After not hearing from my dealer for about 4 days ( they stated they were going to call me this past Monday), I couldn't help but text my service advisor whether they have an update. Heart was pounding though to be honest waiting for the text back ( I know a little dramatic haha). 15 minutes past, I get a response back, " yes we got an approval for it but we have to order the parts we will call you when the parts arrive". A moment of relief came down but then quickly got worried again since I wanted confirmation if both issues were approved or just one (ie sunroof bezel crack and infotainment screen crack). To my delight it is for both!!! Hallelujah! So now I wait for the call back. 

So happy that my mom won't get turned off with the brand after me pushing it on her ! If this wasn't going to be covered, I would've felt so guilty!
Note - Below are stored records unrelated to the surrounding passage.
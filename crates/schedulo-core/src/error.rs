//! Error types for the Schedulo core.
//!
//! [`ValidationError`] covers entity construction: a value that fails one
//! of these checks is never partially built. [`DecodeError`] covers a
//! single element of a storage document that could not be turned back
//! into a domain value; callers log it and move on to the next element.

use thiserror::Error;

/// A construction-time contract violation.
#[derive(Debug, Clone, PartialEq, Eq, Error)]
pub enum ValidationError {
    /// A character outside `'A'..='Z'` was given to the alphabet codec.
    #[error("letter must be between 'A' and 'Z', got {0:?}")]
    InvalidLetter(char),

    /// An index outside `0..=25` that is also not the error sentinel.
    #[error("letter index must be between 0 and 25 (or the error index 26), got {0}")]
    InvalidLetterIndex(u16),

    /// A course prefix that is not exactly three upper-case letters.
    #[error("invalid course prefix: {0:?}")]
    InvalidPrefix(String),

    /// A course code above the catalog maximum.
    #[error("invalid course code: {0} (maximum is {max})", max = crate::course::MAX_COURSE_CODE)]
    CourseCodeOutOfRange(u16),

    /// A combined label such as `"CSE 1002"` that could not be split.
    #[error("invalid course label: {0:?}")]
    InvalidCourseLabel(String),

    /// A required string field was empty.
    #[error("{0} cannot be empty")]
    EmptyField(&'static str),

    /// An academic year before the university existed, or one whose end
    /// year would not fit.
    #[error("academic year starting in {0} is out of range")]
    AcademicYearOutOfRange(u16),

    /// A date or time range whose start is after its end.
    #[error("{kind} range start {start} is after end {end}")]
    InvertedRange {
        kind: &'static str,
        start: String,
        end: String,
    },

    /// A mood feeling scale outside `0..=10`.
    #[error("feeling scale must be between 0 and 10, got {0}")]
    FeelingScaleOutOfRange(u8),

    /// A schedule with no days, or a day pointing at a missing range.
    #[error("invalid schedule: {0}")]
    InvalidSchedule(String),

    /// Academic calendar page text that matches none of the known forms.
    #[error("could not parse academic calendar date {0:?}")]
    InvalidCalendarDate(String),

    /// An on-campus location string not of the form `"<building> <room>"`.
    #[error("invalid on-campus location: {0:?}")]
    InvalidLocation(String),

    /// A name that does not match any variant of a closed enumeration.
    #[error("unknown {kind}: {value:?}")]
    UnknownVariant { kind: &'static str, value: String },

    /// A course event was requested for an instance that cannot produce one.
    #[error("cannot build course event for CRN {crn}: {reason}")]
    CourseEventUnavailable { crn: u32, reason: &'static str },
}

/// Failure to decode one element of a storage document.
#[derive(Debug, Error)]
pub enum DecodeError {
    /// The element did not have the expected JSON shape.
    #[error("malformed element: {0}")]
    Shape(#[from] serde_json::Error),

    /// The element decoded but described an invalid entity.
    #[error(transparent)]
    Validation(#[from] ValidationError),

    /// An event object carrying neither `crn` nor `category`.
    #[error("event has neither a \"crn\" nor a \"category\" field")]
    UnknownEventKind,

    /// A location object carrying none of `bldgCode`, `link`, `address`.
    #[error("unable to determine location type from its fields")]
    UnknownLocationKind,

    /// A value of the wrong JSON type where an object or array was expected.
    #[error("expected {expected} for {what}")]
    WrongType {
        what: &'static str,
        expected: &'static str,
    },

    /// A section key that should name a semester, such as `"Fall 2024"`.
    #[error("invalid semester key: {0:?}")]
    InvalidSemesterKey(String),

    /// A section key that should be an ISO date.
    #[error("invalid date key: {0:?}")]
    InvalidDateKey(String),
}
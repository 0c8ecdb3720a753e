//! Course sources and the ingest step that feeds them into the registries.
//!
//! ```text
//! CourseSource::scan() ──► CourseBatch ──► ingest() ──► Catalog + Courses
//! ```
//!
//! A source knows how to fetch course descriptions and scheduled sections
//! from somewhere (a scraped registrar page, a fixture file). Ingest knows
//! nothing about where they came from.

use std::fs;
use std::path::{Path, PathBuf};

use anyhow::{bail, Context, Result};
use schedulo_core::course::{CourseDescription, CourseInstance};
use schedulo_core::document::{decode_description, decode_instance};
use schedulo_core::Registries;
use serde_json::Value;
use tracing::{debug, info, warn};

/// Everything one scan produced. Instances carry the semester name they
/// belong to, e.g. `"Fall 2024"`.
#[derive(Debug, Clone, Default)]
pub struct CourseBatch {
    pub descriptions: Vec<CourseDescription>,
    pub instances: Vec<(String, CourseInstance)>,
}

/// A producer of course data.
///
/// Implementations do their own fetching and parsing, then hand back a
/// [`CourseBatch`] for [`ingest`] to merge.
pub trait CourseSource {
    /// Short label used in logs.
    fn name(&self) -> &str;

    fn scan(&self) -> Result<CourseBatch>;
}

/// Counts reported by [`ingest`].
#[derive(Debug, Clone, Copy, Default, PartialEq, Eq)]
pub struct IngestStats {
    pub descriptions: usize,
    pub instances: usize,
    pub skipped: usize,
}

/// Scans `source` and merges the result into the registries. Descriptions
/// replace catalog entries with the same ID; instances replace sections
/// with the same CRN in the same semester.
pub fn ingest(source: &dyn CourseSource, registries: &Registries) -> Result<IngestStats> {
    let batch = source
        .scan()
        .with_context(|| format!("Source '{}' failed to scan", source.name()))?;

    let mut stats = IngestStats::default();

    for description in batch.descriptions {
        registries.catalog.add(description);
        stats.descriptions += 1;
    }

    for (semester_name, instance) in batch.instances {
        let Some(semester) = registries.semesters.get_semester_by_name(&semester_name) else {
            warn!(
                source = source.name(),
                semester = %semester_name,
                crn = instance.crn(),
                "skipping course instance with unrecognized semester"
            );
            stats.skipped += 1;
            continue;
        };
        registries.courses.add(&semester, instance);
        stats.instances += 1;
    }

    info!(
        source = source.name(),
        descriptions = stats.descriptions,
        instances = stats.instances,
        skipped = stats.skipped,
        "ingested course source"
    );
    Ok(stats)
}

// ============ JSON file source ============

/// Reads a fixture file of the form
///
/// ```json
/// {
///   "descriptions": [ <Catalog element>, ... ],
///   "instances": { "Fall 2024": [ <Courses element>, ... ] }
/// }
/// ```
///
/// Elements use the same layout as the storage document. A malformed
/// element is logged and left out of the batch; a malformed file is an
/// error.
pub struct JsonFileSource {
    path: PathBuf,
}

impl JsonFileSource {
    pub fn new(path: impl Into<PathBuf>) -> Self {
        Self { path: path.into() }
    }

    pub fn path(&self) -> &Path {
        &self.path
    }
}

impl CourseSource for JsonFileSource {
    fn name(&self) -> &str {
        "json-file"
    }

    fn scan(&self) -> Result<CourseBatch> {
        let content = fs::read_to_string(&self.path)
            .with_context(|| format!("Failed to read course file: {}", self.path.display()))?;
        let root: Value = serde_json::from_str(&content)
            .with_context(|| format!("Failed to parse course file: {}", self.path.display()))?;
        let Some(root) = root.as_object() else {
            bail!("Course file root must be a JSON object");
        };

        let mut batch = CourseBatch::default();

        match root.get("descriptions") {
            None => debug!("course file has no descriptions"),
            Some(Value::Array(items)) => {
                for (index, item) in items.iter().enumerate() {
                    match decode_description(item) {
                        Ok(description) => batch.descriptions.push(description),
                        Err(err) => warn!(index, error = %err, "skipping course description"),
                    }
                }
            }
            Some(_) => bail!("'descriptions' must be an array"),
        }

        match root.get("instances") {
            None => debug!("course file has no instances"),
            Some(Value::Object(by_semester)) => {
                for (semester, items) in by_semester {
                    let Some(items) = items.as_array() else {
                        warn!(semester = %semester, "instances entry is not an array");
                        continue;
                    };
                    for (index, item) in items.iter().enumerate() {
                        match decode_instance(item) {
                            Ok(instance) => batch.instances.push((semester.clone(), instance)),
                            Err(err) => warn!(
                                semester = %semester,
                                index,
                                error = %err,
                                "skipping course instance"
                            ),
                        }
                    }
                }
            }
            Some(_) => bail!("'instances' must be an object keyed by semester"),
        }

        Ok(batch)
    }
}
Sent from my J8170 using Tapatalk


----------



## SDArteon (Jun 16, 2019)

TablaRasa said:


> After not hearing from my dealer for about 4 days ( they stated they were going to call me this past Monday), I couldn't help but text my service advisor whether they have an update. Heart was pounding though to be honest waiting for the text back ( I know a little dramatic haha). 15 minutes past, I get a response back, " yes we got an approval for it but we have to order the parts we will call you when the parts arrive". A moment of relief came down but then quickly got worried again since I wanted confirmation if both issues were approved or just one (ie sunroof bezel crack and infotainment screen crack). To my delight it is for both!!! Hallelujah! So now I wait for the call back.
> 
> So happy that my mom won't get turned off with the brand after me pushing it on her ! If this wasn't going to be covered, I would've felt so guilty!
> 
> Sent from my J8170 using Tapatalk


Well, thats very good news. I would have been concerned, but not surprised if they said no. Body parts are availble it seems.... someone crunched my arteon awhile back and its now in the repair shop. LONG STORY... i will summarize my findings in a post later.


----------



## beaumisbro (Oct 2, 2009)

TablaRasa said:


> After not hearing from my dealer for about 4 days ( they stated they were going to call me this past Monday), I couldn't help but text my service advisor whether they have an update. Heart was pounding though to be honest waiting for the text back ( I know a little dramatic haha). 15 minutes past, I get a response back, " yes we got an approval for it but we have to order the parts we will call you when the parts arrive". A moment of relief came down but then quickly got worried again since I wanted confirmation if both issues were approved or just one (ie sunroof bezel crack and infotainment screen crack). To my delight it is for both!!! Hallelujah! So now I wait for the call back.
> 
> So happy that my mom won't get turned off with the brand after me pushing it on her ! If this wasn't going to be covered, I would've felt so guilty!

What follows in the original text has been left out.